São reconhecidos atualmente mais de 70 glicosinolatos diferentes encontráveis em aproximadamente três centenas de gêneros vegetais, principalmente entre espécimes da família Crucífera, gênero Brassica.[1]

Os glocosinolatos sofrem hidrólise, formando uma glicose e uma aglicona instável, que em pH neutro sofre um rearranjo formando o isotiocianato. Já em meio ácido (3 a 6) ou na presença de Fe++, forma nitrila, sulfato inorgânico e enxofre elementar.

Questões médicas[editar | editar código-fonte]

O mais preocupante, do ponto de vista toxicológico, é o bócio endêmico estar relacionado com o consumo destes compostos derivados da hidrólise dos glicosinolatos, existe uma relação também com a falta de iodo na dieta.

OZT ((S)-5-vinil oxazolidina-2-tiona): também denominado goitrina (goiter=bócio) é produto da hidrólise de glicosinolatos, testado em animais mostrou ser redutor da capacidade de absorção de iodo pela glândula tireóide, apresentando ação bociogênica. Pelo fato de atravessar a placenta, apresentando ser eficiente bociogênico fetal.

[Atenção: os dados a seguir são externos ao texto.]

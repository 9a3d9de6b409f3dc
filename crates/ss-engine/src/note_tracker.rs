//! Held-note bookkeeping for keyboard and MIDI input.

use arrayvec::ArrayVec;
use log::debug;
use ss_ir::{NoteSlot, NoteState, SampleIndex, MAX_NOTES};

#[derive(Clone, Copy, Debug, PartialEq)]
struct HeldNote {
    note_number: i32,
    velocity: f32,
    onset: SampleIndex,
}

/// Notes currently held, oldest first.
#[derive(Debug, Default)]
pub struct NoteTracker {
    held: ArrayVec<HeldNote, MAX_NOTES>,
}

impl NoteTracker {
    pub fn new() -> Self {
        Self::default()
    }

    /// Press `note` at `at`. Pressing a held note retriggers it; when every
    /// slot is taken the oldest note is released to make room.
    pub fn note_on(&mut self, note: i32, velocity: f32, at: SampleIndex) {
        if note < 0 {
            return;
        }
        self.held.retain(|h| h.note_number != note);
        if self.held.is_full() {
            let stolen = self.held.remove(0);
            debug!("note {} stolen by {}", stolen.note_number, note);
        }
        self.held.push(HeldNote {
            note_number: note,
            velocity: velocity.clamp(0.0, 1.0),
            onset: at,
        });
    }

    /// Returns false if `note` was not held.
    pub fn note_off(&mut self, note: i32) -> bool {
        let before = self.held.len();
        self.held.retain(|h| h.note_number != note);
        self.held.len() != before
    }

    /// Hold exactly the active notes of `notes`, back-dating each onset by
    /// its reported duration so it keeps aging from `now`.
    pub fn replace(&mut self, notes: &NoteState, now: SampleIndex, sample_rate: f64) {
        self.held.clear();
        for slot in notes.active() {
            let held_samples = (slot.duration_seconds.max(0.0) as f64 * sample_rate).round() as u64;
            let onset = SampleIndex::new(now.get().saturating_sub(held_samples));
            self.note_on(slot.note_number, slot.velocity, onset);
        }
    }

    pub fn clear(&mut self) {
        self.held.clear();
    }

    pub fn is_empty(&self) -> bool {
        self.held.is_empty()
    }

    pub fn len(&self) -> usize {
        self.held.len()
    }

    /// The note array as of `now`, with hold durations measured from each
    /// note's onset.
    pub fn snapshot(&self, now: SampleIndex, sample_rate: f64) -> NoteState {
        NoteState::from_notes(self.held.iter().map(|h| {
            let held_samples = now.get().saturating_sub(h.onset.get());
            let duration = held_samples as f64 / sample_rate.max(1.0);
            NoteSlot::held(h.note_number, h.velocity, duration as f32)
        }))
    }
}
//! Output device abstraction consumed by the scheduler.

use ss_ir::AudioBlock;

use crate::error::EngineError;

slotmap::new_key_type! {
    /// Identifies one scheduled block in the playback queue.
    pub struct BlockKey;
}

/// Where scheduled blocks go to be heard.
///
/// A sink owns a device clock and accepts blocks positioned on it. Once a
/// block has played, the sink reports its key so the scheduler can drop its
/// bookkeeping.
pub trait OutputSink {
    /// Device sample rate.
    fn sample_rate(&self) -> u32;

    /// Device clock in seconds.
    fn now(&self) -> f64;

    /// Take ownership of `block` and play it starting at `start_time` on
    /// the device clock.
    fn schedule(&mut self, key: BlockKey, block: AudioBlock, start_time: f64) -> Result<(), EngineError>;

    /// Append the keys of blocks that finished playing since the last call.
    fn drain_completed(&mut self, completed: &mut Vec<BlockKey>);

    /// Drop everything not yet played.
    fn flush(&mut self);
}
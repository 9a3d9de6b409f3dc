//! Audio device error types.

use ss_engine::EngineError;

#[derive(Debug, thiserror::Error)]
pub enum AudioError {
    #[error("device init error: {0}")]
    DeviceInit(String),
    #[error("stream create error: {0}")]
    StreamCreate(String),
    #[error("playback error: {0}")]
    Playback(String),
    #[error("no audio device available")]
    NoDevice,
}

impl From<AudioError> for EngineError {
    fn from(err: AudioError) -> Self {
        EngineError::Output(err.to_string())
    }
}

Tiocianatos (SCN-): composto que também inibe a absorção de iodo pela tireóide. Uma diminuição na dieta de iodo, associado ao consumo destas substâncias, levam a um quadro de bócio. Ao contrário do OZT, quando aumentado o nível de ingestão de iodo, o quadro se inverte.

Referências

  1. MÍDIO, A. F. Martins, D. I., Toxicologia de Alimentos, São Paulo: Livraria Varella, 2000.